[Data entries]
>>>

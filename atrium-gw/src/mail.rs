//! Outbound mail via the Resend HTTP API
//!
//! The contact endpoint is the only mail producer. When no API key is
//! configured the mailer is absent and the endpoint reports
//! service-unavailable instead of silently dropping submissions.

use atrium_common::config::Config;
use atrium_common::{Error, Result};
use serde::Serialize;
use std::time::Duration;
use tracing::{info, warn};

const RESEND_API_URL: &str = "https://api.resend.com/emails";
const SEND_TIMEOUT: Duration = Duration::from_secs(15);

/// A validated contact-form submission.
#[derive(Debug)]
pub struct ContactSubmission {
    pub name: String,
    pub email: String,
    pub company: Option<String>,
    pub phone: Option<String>,
    pub message: String,
}

#[derive(Serialize)]
struct SendEmailRequest<'a> {
    from: &'a str,
    to: [&'a str; 1],
    reply_to: &'a str,
    subject: String,
    html: String,
}

pub struct Mailer {
    http: reqwest::Client,
    api_key: String,
    from: String,
    to: String,
}

impl Mailer {
    /// Build a mailer from config; `None` when no API key is configured.
    pub fn from_config(config: &Config) -> Option<Self> {
        let api_key = config.resend_api_key.clone()?;
        let http = reqwest::Client::builder()
            .timeout(SEND_TIMEOUT)
            .build()
            .unwrap_or_default();

        Some(Self {
            http,
            api_key,
            from: config.contact_from.clone(),
            to: config.contact_to.clone(),
        })
    }

    /// Send the formatted notification email for a contact submission.
    pub async fn send_contact_notification(&self, submission: &ContactSubmission) -> Result<()> {
        let body = SendEmailRequest {
            from: &self.from,
            to: [self.to.as_str()],
            reply_to: &submission.email,
            subject: format!("New contact form submission from {}", submission.name),
            html: render_notification(submission),
        };

        let response = self
            .http
            .post(RESEND_API_URL)
            .bearer_auth(&self.api_key)
            .json(&body)
            .send()
            .await
            .map_err(|e| Error::Mail(format!("Failed to reach mail provider: {e}")))?;

        let status = response.status();
        if !status.is_success() {
            let detail = response.text().await.unwrap_or_default();
            warn!(status = %status, detail = %detail, "Mail provider rejected send");
            return Err(Error::Mail(format!("Mail provider returned {status}")));
        }

        info!(from = %submission.email, "Contact notification sent");
        Ok(())
    }
}

fn render_notification(s: &ContactSubmission) -> String {
    let mut html = format!(
        "<h2>New contact form submission</h2>\
         <p><strong>Name:</strong> {}</p>\
         <p><strong>Email:</strong> {}</p>",
        escape(&s.name),
        escape(&s.email),
    );
    if let Some(company) = s.company.as_deref().filter(|c| !c.is_empty()) {
        html.push_str(&format!("<p><strong>Company:</strong> {}</p>", escape(company)));
    }
    if let Some(phone) = s.phone.as_deref().filter(|p| !p.is_empty()) {
        html.push_str(&format!("<p><strong>Phone:</strong> {}</p>", escape(phone)));
    }
    html.push_str(&format!(
        "<p><strong>Message:</strong></p><p>{}</p>",
        escape(&s.message).replace('\n', "<br>")
    ));
    html
}

/// Submitted values are untrusted; escape them before embedding in HTML.
fn escape(text: &str) -> String {
    text.replace('&', "&amp;")
        .replace('<', "&lt;")
        .replace('>', "&gt;")
        .replace('"', "&quot;")
}
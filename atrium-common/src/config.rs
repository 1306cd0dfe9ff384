//! Configuration loading
//!
//! Every key resolves through the same priority order:
//! 1. Command-line argument (highest priority)
//! 2. Environment variable
//! 3. TOML config file
//! 4. Compiled default (fallback)
//!
//! Missing config never aborts startup: absent keys fall through to defaults
//! with a warning, and endpoints that require a secret or API key report a
//! configuration error at request time instead.

use serde::Deserialize;
use std::path::{Path, PathBuf};
use tracing::warn;

/// Compiled default for the WordPress REST API base URL.
pub const DEFAULT_WORDPRESS_API_URL: &str =
    "https://cms.atriumdigital.example/wp-json/wp/v2";

/// Compiled default bind address for the gateway HTTP server.
pub const DEFAULT_BIND_ADDR: &str = "127.0.0.1:5730";

const DEFAULT_CONTACT_FROM: &str = "Atrium Website <noreply@atriumdigital.example>";
const DEFAULT_CONTACT_TO: &str = "hello@atriumdigital.example";

/// Gateway configuration
#[derive(Debug, Clone)]
pub struct Config {
    /// WordPress REST API base URL (no trailing slash)
    pub wordpress_api_url: String,
    /// Shared secret for the revalidation webhook; `None` means the webhook
    /// rejects all calls with a configuration error
    pub revalidation_secret: Option<String>,
    /// Mail provider API key; `None` means the contact endpoint reports
    /// service-unavailable
    pub resend_api_key: Option<String>,
    /// Sender address for contact-form notifications
    pub contact_from: String,
    /// Recipient address for contact-form notifications
    pub contact_to: String,
    /// HTTP server bind address
    pub bind_addr: String,
}

/// Values supplied on the command line, overriding all other sources.
#[derive(Debug, Default)]
pub struct ConfigOverrides {
    pub bind: Option<String>,
    pub wordpress_api_url: Option<String>,
    pub config_file: Option<PathBuf>,
}

/// Optional keys readable from a TOML config file.
#[derive(Debug, Default, Deserialize)]
pub struct TomlConfig {
    pub wordpress_api_url: Option<String>,
    pub revalidation_secret: Option<String>,
    pub resend_api_key: Option<String>,
    pub contact_from: Option<String>,
    pub contact_to: Option<String>,
    pub bind_addr: Option<String>,
}

impl TomlConfig {
    /// Read the config file if one exists. A missing or unparseable file is
    /// a warning, not a failure.
    fn load(path: Option<&Path>) -> Self {
        let path = match path {
            Some(p) => p.to_path_buf(),
            None => PathBuf::from("atrium.toml"),
        };

        let content = match std::fs::read_to_string(&path) {
            Ok(content) => content,
            Err(_) => return Self::default(),
        };

        match toml::from_str(&content) {
            Ok(config) => config,
            Err(e) => {
                warn!(path = %path.display(), error = %e, "Ignoring unparseable config file");
                Self::default()
            }
        }
    }
}

impl Config {
    /// Resolve the full configuration from CLI overrides, environment
    /// variables, the optional TOML file, and compiled defaults.
    pub fn load(overrides: ConfigOverrides) -> Self {
        let file = TomlConfig::load(overrides.config_file.as_deref());

        let wordpress_api_url = overrides
            .wordpress_api_url
            .or_else(|| env_var("WORDPRESS_API_URL"))
            .or(file.wordpress_api_url)
            .unwrap_or_else(|| DEFAULT_WORDPRESS_API_URL.to_string());

        let revalidation_secret =
            env_var("REVALIDATION_SECRET").or(file.revalidation_secret);
        if revalidation_secret.is_none() {
            warn!("REVALIDATION_SECRET not configured; revalidation webhook will reject all calls");
        }

        let resend_api_key = env_var("RESEND_API_KEY").or(file.resend_api_key);
        if resend_api_key.is_none() {
            warn!("RESEND_API_KEY not configured; contact form will report service unavailable");
        }

        let contact_from = env_var("CONTACT_FROM")
            .or(file.contact_from)
            .unwrap_or_else(|| DEFAULT_CONTACT_FROM.to_string());

        let contact_to = env_var("CONTACT_TO")
            .or(file.contact_to)
            .unwrap_or_else(|| DEFAULT_CONTACT_TO.to_string());

        let bind_addr = overrides
            .bind
            .or_else(|| env_var("ATRIUM_BIND"))
            .or(file.bind_addr)
            .unwrap_or_else(|| DEFAULT_BIND_ADDR.to_string());

        Self {
            wordpress_api_url: wordpress_api_url.trim_end_matches('/').to_string(),
            revalidation_secret,
            resend_api_key,
            contact_from,
            contact_to,
            bind_addr,
        }
    }
}

/// Non-empty environment variable lookup.
fn env_var(name: &str) -> Option<String> {
    match std::env::var(name) {
        Ok(value) if !value.trim().is_empty() => Some(value),
        _ => None,
    }
}
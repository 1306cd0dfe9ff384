//! Contact page view-model

use super::{cached, page_field};
use crate::{repos, AppState};
use atrium_common::wordpress::WpItem;
use serde::Serialize;
use serde_json::Value;

#[derive(Debug, Serialize)]
pub struct ContactView {
    pub heading: String,
    pub intro: String,
    pub offices_heading: String,
    pub offices: Vec<OfficeLocation>,
}

#[derive(Debug, Serialize)]
pub struct OfficeLocation {
    pub city: String,
    pub address: String,
    pub phone: String,
    pub email: String,
}

fn office_view(item: &WpItem) -> OfficeLocation {
    OfficeLocation {
        city: item.title_text(),
        address: item.acf_text("address").unwrap_or_default(),
        phone: item.acf_text("phone").unwrap_or_default(),
        email: item.acf_text("email").unwrap_or_default(),
    }
}

pub async fn resolve(state: &AppState) -> Option<Value> {
    cached(state, "/contact", &["page-contact"], assemble(state)).await
}

async fn assemble(state: &AppState) -> Option<Value> {
    let wp = &state.wp;
    let (page, offices) = tokio::join!(
        repos::pages::get_page(wp, "contact"),
        repos::sections::get_office_locations(wp),
    );
    let page = page.as_ref();

    let view = ContactView {
        heading: page_field(page, "heading", "Get in touch"),
        intro: page_field(
            page,
            "intro",
            "Tell us what you are building. We reply within one business day.",
        ),
        offices_heading: page_field(page, "offices_heading", "Offices"),
        offices: offices.iter().map(office_view).collect(),
    };

    serde_json::to_value(view).ok()
}
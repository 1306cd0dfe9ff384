//! Careers page view-model

use super::{cached, page_field};
use crate::{repos, AppState};
use atrium_common::normalize::strip_html;
use atrium_common::wordpress::WpItem;
use serde::Serialize;
use serde_json::Value;

#[derive(Debug, Serialize)]
pub struct CareersView {
    pub heading: String,
    pub intro: String,
    pub positions_heading: String,
    pub positions: Vec<CareerPosition>,
    pub benefits_heading: String,
    pub benefits: Vec<CareerBenefit>,
}

#[derive(Debug, Serialize)]
pub struct CareerPosition {
    pub title: String,
    pub department: String,
    pub location: String,
    pub employment_type: String,
    pub description: String,
}

#[derive(Debug, Serialize)]
pub struct CareerBenefit {
    pub title: String,
    pub description: String,
}

fn position_view(item: &WpItem) -> CareerPosition {
    CareerPosition {
        title: item.title_text(),
        department: item.acf_text("department").unwrap_or_default(),
        location: item
            .acf_text("location")
            .unwrap_or_else(|| "Remote".to_string()),
        employment_type: item
            .acf_text("employment_type")
            .unwrap_or_else(|| "Full-time".to_string()),
        description: strip_html(item.acf_str("description").unwrap_or_default()),
    }
}

fn benefit_view(item: &WpItem) -> CareerBenefit {
    CareerBenefit {
        title: item.title_text(),
        description: strip_html(item.acf_str("description").unwrap_or_default()),
    }
}

pub async fn resolve(state: &AppState) -> Option<Value> {
    cached(state, "/careers", &["page-careers"], assemble(state)).await
}

async fn assemble(state: &AppState) -> Option<Value> {
    let wp = &state.wp;
    let (page, positions, benefits) = tokio::join!(
        repos::pages::get_page(wp, "careers"),
        repos::sections::get_career_positions(wp),
        repos::sections::get_career_benefits(wp),
    );
    let page = page.as_ref();

    let view = CareersView {
        heading: page_field(page, "heading", "Careers"),
        intro: page_field(
            page,
            "intro",
            "Build systems that outlast the engagement. Fully remote, always has been.",
        ),
        positions_heading: page_field(page, "positions_heading", "Open positions"),
        positions: positions.iter().map(position_view).collect(),
        benefits_heading: page_field(page, "benefits_heading", "Benefits"),
        benefits: benefits.iter().map(benefit_view).collect(),
    };

    serde_json::to_value(view).ok()
}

<<<

- **ACTION ITEM**: Write out only the lines from the very start of the entries above to the line that includes "const SEND_TIMEOUT: Duration", both ends included, each one unchanged.

- **EXERCISE SOLUTION**:
filename atrium-gw/src/mail.rs
//! Outbound mail via the Resend HTTP API
//!
//! The contact endpoint is the only mail producer. When no API key is
//! configured the mailer is absent and the endpoint reports
//! service-unavailable instead of silently dropping submissions.

use atrium_common::config::Config;
use atrium_common::{Error, Result};
use serde::Serialize;
use std::time::Duration;
use tracing::{info, warn};

const RESEND_API_URL: &str = "https://api.resend.com/emails";
const SEND_TIMEOUT: Duration = Duration::from_secs(15);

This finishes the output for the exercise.